To date, Veronica Gloria has failed to pay the applicable filing fee in this appeal. Texas Rule of Appellate Procedure 5 provides,

A party who is not excused by statute or these rules from paying costs must pay--at the time an item is presented for filing--whatever fees are required by statute or Supreme Court order. The appellate court may enforce this rule by any order that is just.

Tex. R. App. P. 5.

On October 6, 2003, we ordered Veronica Gloria, on or before October 16, 2003 to either (1) pay the applicable filing fee in this appeal or (2) provide written proof to this court that she is excused by statute or these rules from paying the filing fee. See Tex. R. App. P. 20.1 (providing that party who qualifies as indigent under rule 20 may proceed without advance payment of costs). We warned that if Veronica Gloria failed to respond within the time provided, we would dismiss her appeal. See Tex. R. App. P. 42.3(c).

Veronica Gloria failed to pay the filing fee or provide written proof that she is excused from paying the filing fee. We, therefore, dismiss Veronica Gloria's appeal. See id.

Applicable Law and Standard of Review

With respect to his appeal, Perez argues that the evidence is insufficient to support a termination finding by clear and convincing evidence and the evidence is legally and factually insufficient to support the court's finding that termination is in the best interest of the children. Termination of parental rights may be ordered if the trial court finds, by clear and convincing evidence that (1) the parent has committed at least one enumerated act set forth in section 161.001(1) of the Family Code; and (2) termination is in the best interest of the child. Tex. Fam. Code Ann. 161.001 (Vernon 2002).

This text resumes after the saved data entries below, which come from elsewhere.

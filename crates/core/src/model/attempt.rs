use chrono::{DateTime, Utc};
use thiserror::Error;

use crate::model::{AnswerSheet, AttemptId, QuestionResult, QuizDefinition, QuizId, QuizScore};

#[derive(Debug, Error, Clone, PartialEq, Eq)]
#[non_exhaustive]
pub enum AttemptSummaryError {
    #[error("completed_at is before started_at")]
    InvalidTimeRange,

    #[error("question {index} has no recorded answer")]
    Unanswered { index: usize },
}

/// Aggregate result of a completed quiz attempt.
///
/// Lives only as long as the caller keeps it; attempts are never persisted.
#[derive(Debug, Clone, PartialEq, Eq)]
pub struct AttemptSummary {
    quiz_id: QuizId,
    attempt_id: AttemptId,
    started_at: DateTime<Utc>,
    completed_at: DateTime<Utc>,
    point_value: u32,
    score: QuizScore,
}

impl AttemptSummary {
    /// Build a summary from the final answer sheet of an attempt.
    ///
    /// # Errors
    ///
    /// Returns `AttemptSummaryError::InvalidTimeRange` if `completed_at` is before `started_at`.
    /// Returns `AttemptSummaryError::Unanswered` if any question lacks an answer; a
    /// completed attempt answers every question.
    pub fn from_answers(
        quiz: &QuizDefinition,
        attempt_id: AttemptId,
        started_at: DateTime<Utc>,
        completed_at: DateTime<Utc>,
        answers: &AnswerSheet,
    ) -> Result<Self, AttemptSummaryError> {
        if completed_at < started_at {
            return Err(AttemptSummaryError::InvalidTimeRange);
        }
        if let Some(index) = (0..quiz.question_count()).find(|i| !answers.contains(*i)) {
            return Err(AttemptSummaryError::Unanswered { index });
        }

        Ok(Self {
            quiz_id: quiz.id(),
            attempt_id,
            started_at,
            completed_at,
            point_value: quiz.point_value(),
            score: QuizScore::compute(quiz.bank(), answers),
        })
    }

    #[must_use]
    pub fn quiz_id(&self) -> QuizId {
        self.quiz_id
    }

    #[must_use]
    pub fn attempt_id(&self) -> AttemptId {
        self.attempt_id
    }

    #[must_use]
    pub fn started_at(&self) -> DateTime<Utc> {
        self.started_at
    }

    #[must_use]
    pub fn completed_at(&self) -> DateTime<Utc> {
        self.completed_at
    }

    /// Wall-clock time between start and completion, in whole seconds.
    #[must_use]
    pub fn duration_secs(&self) -> i64 {
        (self.completed_at - self.started_at).num_seconds()
    }

    /// The quiz's advertised point value. Not scaled by the score.
    #[must_use]
    pub fn point_value(&self) -> u32 {
        self.point_value
    }

    #[must_use]
    pub fn score(&self) -> &QuizScore {
        &self.score
    }

    #[must_use]
    pub fn percent(&self) -> u8 {
        self.score.percent()
    }

    #[must_use]
    pub fn results(&self) -> &[QuestionResult] {
        self.score.results()
    }
}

Texas courts recognize a strong presumption that the best interest of the child is served by the natural parent retaining custody. See Wiley v. Spratlan, 543 S.W.2d 349, 352 (Tex. 1976) ("This court has always recognized the strong presumption that the best interest of a minor is usually served by keeping custody in the natural parents."); In re D.M., 58 S.W.3d 801, 814 (Tex. App.--Fort Worth 2001, no pet.). When determining the best interest of the child, the factfinder may consider any of the following factors: the desires of the child, the present and future emotional and physical needs of the child, the present and future emotional and physical danger to the child, the parental abilities of the individuals seeking custody, the programs available to assist these individuals in promoting the child's best interest, the plans for the child by these individuals or by the agency seeking custody, the stability of the home or proposed placement, the acts or omissions of the parent which may indicate that the existing parent-child relationship is not a proper one, and any excuse for the acts or omissions of the parent. Holley v. Adams, 544 S.W.2d 367, 371-72 (Tex. 1976).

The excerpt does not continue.